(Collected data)
- Opening Delimiter -
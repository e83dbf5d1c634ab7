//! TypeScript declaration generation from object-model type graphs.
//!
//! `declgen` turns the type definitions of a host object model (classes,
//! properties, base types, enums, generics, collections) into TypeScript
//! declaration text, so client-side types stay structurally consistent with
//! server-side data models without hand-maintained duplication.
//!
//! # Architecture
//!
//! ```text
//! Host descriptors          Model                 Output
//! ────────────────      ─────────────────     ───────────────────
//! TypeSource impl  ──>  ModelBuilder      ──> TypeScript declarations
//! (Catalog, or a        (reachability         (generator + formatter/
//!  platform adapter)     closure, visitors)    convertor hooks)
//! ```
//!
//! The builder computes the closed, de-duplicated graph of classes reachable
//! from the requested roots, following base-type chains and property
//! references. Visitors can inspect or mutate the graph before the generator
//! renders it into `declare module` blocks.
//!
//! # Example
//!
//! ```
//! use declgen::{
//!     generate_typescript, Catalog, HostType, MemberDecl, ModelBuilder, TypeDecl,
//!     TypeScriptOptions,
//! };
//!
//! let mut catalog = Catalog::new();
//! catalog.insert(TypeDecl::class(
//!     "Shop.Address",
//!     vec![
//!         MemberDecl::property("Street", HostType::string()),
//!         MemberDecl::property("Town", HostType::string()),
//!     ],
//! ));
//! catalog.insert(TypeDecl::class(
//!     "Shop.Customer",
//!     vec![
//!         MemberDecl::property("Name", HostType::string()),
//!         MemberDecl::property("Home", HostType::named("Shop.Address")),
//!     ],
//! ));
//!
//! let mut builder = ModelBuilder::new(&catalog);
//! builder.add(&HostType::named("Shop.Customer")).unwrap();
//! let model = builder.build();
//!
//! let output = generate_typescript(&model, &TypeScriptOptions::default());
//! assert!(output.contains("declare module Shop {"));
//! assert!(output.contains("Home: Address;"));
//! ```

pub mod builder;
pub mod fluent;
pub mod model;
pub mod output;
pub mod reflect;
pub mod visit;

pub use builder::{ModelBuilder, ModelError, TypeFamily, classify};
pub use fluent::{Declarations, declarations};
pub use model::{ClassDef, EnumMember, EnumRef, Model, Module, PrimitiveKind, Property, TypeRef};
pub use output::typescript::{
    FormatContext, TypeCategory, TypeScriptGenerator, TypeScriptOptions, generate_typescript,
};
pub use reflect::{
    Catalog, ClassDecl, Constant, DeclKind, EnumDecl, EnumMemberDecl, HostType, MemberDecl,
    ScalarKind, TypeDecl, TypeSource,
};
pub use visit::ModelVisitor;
- Closing Delimiter -
- Opening Delimiter -
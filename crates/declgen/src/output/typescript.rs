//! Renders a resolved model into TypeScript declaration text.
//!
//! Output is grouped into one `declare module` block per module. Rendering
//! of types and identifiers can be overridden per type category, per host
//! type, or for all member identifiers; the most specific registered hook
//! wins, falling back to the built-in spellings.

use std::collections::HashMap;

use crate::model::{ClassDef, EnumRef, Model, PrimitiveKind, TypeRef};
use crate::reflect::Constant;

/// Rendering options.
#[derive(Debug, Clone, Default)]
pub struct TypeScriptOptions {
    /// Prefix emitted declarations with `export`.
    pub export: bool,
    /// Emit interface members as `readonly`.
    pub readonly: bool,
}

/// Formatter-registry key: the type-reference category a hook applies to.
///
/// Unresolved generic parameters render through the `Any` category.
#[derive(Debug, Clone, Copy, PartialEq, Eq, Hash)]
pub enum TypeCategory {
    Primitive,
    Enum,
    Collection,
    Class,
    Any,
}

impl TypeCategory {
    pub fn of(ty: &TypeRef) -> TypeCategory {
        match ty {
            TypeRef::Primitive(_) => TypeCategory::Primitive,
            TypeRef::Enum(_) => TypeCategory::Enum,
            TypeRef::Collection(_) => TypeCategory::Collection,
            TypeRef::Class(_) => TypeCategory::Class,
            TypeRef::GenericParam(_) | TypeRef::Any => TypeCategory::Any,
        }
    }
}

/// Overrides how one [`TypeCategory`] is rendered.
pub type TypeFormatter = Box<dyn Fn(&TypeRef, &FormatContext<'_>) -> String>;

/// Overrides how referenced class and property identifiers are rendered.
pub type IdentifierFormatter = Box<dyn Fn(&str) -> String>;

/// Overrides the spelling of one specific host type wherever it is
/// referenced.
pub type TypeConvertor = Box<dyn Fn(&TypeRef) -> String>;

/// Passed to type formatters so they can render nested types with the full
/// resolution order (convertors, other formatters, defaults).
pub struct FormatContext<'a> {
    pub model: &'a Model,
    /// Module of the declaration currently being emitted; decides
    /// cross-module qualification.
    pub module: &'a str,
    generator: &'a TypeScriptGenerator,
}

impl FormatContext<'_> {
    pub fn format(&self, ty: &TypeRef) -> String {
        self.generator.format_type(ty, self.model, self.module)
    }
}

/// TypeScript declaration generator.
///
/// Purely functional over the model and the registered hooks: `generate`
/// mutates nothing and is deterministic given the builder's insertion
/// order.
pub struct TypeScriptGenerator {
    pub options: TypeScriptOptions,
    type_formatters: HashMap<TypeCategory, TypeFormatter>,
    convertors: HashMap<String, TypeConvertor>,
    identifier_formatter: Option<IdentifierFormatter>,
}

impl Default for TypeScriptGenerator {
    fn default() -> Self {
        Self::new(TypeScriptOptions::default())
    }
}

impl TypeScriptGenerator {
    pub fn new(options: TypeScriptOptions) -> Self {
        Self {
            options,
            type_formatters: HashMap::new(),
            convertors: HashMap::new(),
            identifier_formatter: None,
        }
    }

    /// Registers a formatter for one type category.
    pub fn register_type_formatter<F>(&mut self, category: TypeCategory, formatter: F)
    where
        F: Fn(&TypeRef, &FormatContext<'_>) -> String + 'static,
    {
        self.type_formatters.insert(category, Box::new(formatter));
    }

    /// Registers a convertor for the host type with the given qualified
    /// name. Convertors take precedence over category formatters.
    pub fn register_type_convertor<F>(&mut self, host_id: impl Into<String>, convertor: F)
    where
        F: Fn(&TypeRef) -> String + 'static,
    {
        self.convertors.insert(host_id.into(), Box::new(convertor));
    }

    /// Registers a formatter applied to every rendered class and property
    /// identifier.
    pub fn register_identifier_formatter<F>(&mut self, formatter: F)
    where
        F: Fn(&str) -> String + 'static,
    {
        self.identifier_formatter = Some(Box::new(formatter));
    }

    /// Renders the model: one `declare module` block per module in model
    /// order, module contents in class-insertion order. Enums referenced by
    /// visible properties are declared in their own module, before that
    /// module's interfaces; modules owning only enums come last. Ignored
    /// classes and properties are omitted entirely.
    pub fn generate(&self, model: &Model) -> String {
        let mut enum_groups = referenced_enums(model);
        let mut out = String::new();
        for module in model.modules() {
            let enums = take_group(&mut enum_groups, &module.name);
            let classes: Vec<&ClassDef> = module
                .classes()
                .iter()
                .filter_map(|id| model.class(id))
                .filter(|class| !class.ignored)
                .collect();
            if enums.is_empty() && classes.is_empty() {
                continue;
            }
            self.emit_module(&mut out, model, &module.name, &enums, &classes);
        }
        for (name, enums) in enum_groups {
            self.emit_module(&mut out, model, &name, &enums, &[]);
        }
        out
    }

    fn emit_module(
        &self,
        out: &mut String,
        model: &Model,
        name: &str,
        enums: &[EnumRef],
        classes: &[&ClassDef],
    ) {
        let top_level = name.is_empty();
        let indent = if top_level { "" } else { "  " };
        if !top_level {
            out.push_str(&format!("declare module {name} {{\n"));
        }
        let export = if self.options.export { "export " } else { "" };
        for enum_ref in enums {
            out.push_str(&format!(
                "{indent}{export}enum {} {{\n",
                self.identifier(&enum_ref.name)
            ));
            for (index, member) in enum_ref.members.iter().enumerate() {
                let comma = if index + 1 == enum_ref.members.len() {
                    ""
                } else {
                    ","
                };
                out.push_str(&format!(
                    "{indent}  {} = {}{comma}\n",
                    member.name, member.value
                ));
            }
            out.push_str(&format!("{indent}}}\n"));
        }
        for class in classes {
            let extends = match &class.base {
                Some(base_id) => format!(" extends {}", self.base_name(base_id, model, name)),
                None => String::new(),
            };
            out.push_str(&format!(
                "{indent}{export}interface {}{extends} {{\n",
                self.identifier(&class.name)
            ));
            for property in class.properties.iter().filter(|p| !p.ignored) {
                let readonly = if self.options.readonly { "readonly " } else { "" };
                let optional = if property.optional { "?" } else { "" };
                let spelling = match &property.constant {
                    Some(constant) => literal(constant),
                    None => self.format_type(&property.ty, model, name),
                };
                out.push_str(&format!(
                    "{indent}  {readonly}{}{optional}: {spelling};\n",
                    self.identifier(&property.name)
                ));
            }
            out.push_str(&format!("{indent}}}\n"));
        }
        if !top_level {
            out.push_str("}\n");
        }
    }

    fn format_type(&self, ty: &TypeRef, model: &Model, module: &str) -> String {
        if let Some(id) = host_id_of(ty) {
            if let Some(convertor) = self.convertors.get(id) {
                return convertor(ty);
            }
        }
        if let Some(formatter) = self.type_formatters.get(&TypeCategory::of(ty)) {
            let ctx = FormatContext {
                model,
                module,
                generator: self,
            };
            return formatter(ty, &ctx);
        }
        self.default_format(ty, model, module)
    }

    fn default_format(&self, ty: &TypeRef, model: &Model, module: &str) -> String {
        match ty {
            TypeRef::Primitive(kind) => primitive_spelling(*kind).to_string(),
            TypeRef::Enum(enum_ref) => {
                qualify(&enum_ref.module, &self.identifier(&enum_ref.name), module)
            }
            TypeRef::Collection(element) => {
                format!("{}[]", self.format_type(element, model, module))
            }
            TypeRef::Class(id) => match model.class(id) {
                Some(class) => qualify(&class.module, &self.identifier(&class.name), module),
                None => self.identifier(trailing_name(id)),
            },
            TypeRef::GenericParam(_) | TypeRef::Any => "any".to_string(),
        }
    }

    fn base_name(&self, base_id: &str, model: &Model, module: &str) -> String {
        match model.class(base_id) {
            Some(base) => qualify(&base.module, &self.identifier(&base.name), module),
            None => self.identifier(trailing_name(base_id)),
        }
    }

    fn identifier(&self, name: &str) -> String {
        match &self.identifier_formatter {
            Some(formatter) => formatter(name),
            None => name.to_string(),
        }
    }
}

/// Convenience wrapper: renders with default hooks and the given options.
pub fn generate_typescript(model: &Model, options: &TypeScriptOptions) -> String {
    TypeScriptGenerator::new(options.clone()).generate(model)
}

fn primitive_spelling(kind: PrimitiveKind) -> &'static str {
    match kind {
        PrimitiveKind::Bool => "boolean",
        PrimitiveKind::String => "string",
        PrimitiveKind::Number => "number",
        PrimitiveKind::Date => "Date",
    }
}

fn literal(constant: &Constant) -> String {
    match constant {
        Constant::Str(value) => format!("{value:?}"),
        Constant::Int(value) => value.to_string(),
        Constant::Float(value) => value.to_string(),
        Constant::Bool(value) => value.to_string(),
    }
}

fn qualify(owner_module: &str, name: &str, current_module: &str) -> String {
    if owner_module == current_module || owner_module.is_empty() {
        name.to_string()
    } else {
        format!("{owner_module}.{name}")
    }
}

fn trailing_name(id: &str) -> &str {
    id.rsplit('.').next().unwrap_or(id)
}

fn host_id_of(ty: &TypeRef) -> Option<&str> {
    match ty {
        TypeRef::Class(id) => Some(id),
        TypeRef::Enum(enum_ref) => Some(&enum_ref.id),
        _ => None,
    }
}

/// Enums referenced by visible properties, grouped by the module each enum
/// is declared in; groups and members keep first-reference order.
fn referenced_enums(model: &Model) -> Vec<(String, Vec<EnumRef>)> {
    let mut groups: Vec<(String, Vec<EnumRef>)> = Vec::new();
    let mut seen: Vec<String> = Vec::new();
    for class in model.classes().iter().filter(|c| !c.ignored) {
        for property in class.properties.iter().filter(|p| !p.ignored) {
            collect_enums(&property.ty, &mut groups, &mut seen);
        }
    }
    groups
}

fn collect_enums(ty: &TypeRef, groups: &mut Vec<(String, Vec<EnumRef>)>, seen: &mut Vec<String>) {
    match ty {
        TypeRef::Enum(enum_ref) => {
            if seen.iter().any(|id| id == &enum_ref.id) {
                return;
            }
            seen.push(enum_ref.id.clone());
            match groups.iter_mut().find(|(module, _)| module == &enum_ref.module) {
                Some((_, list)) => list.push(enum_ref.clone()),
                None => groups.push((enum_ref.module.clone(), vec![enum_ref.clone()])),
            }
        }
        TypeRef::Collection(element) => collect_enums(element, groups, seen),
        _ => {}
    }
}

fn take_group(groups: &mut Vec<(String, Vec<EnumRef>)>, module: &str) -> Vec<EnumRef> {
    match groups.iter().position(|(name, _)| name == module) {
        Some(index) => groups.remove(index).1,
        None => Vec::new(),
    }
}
- Closing Delimiter -
[YOUR INSTRUCTIONS]: Your answer should consist of copies of the lines above that include the string "TypeSource".

[SOLUTION]:
//! TypeSource impl  ──>  ModelBuilder      ──> TypeScript declarations
    ScalarKind, TypeDecl, TypeSource,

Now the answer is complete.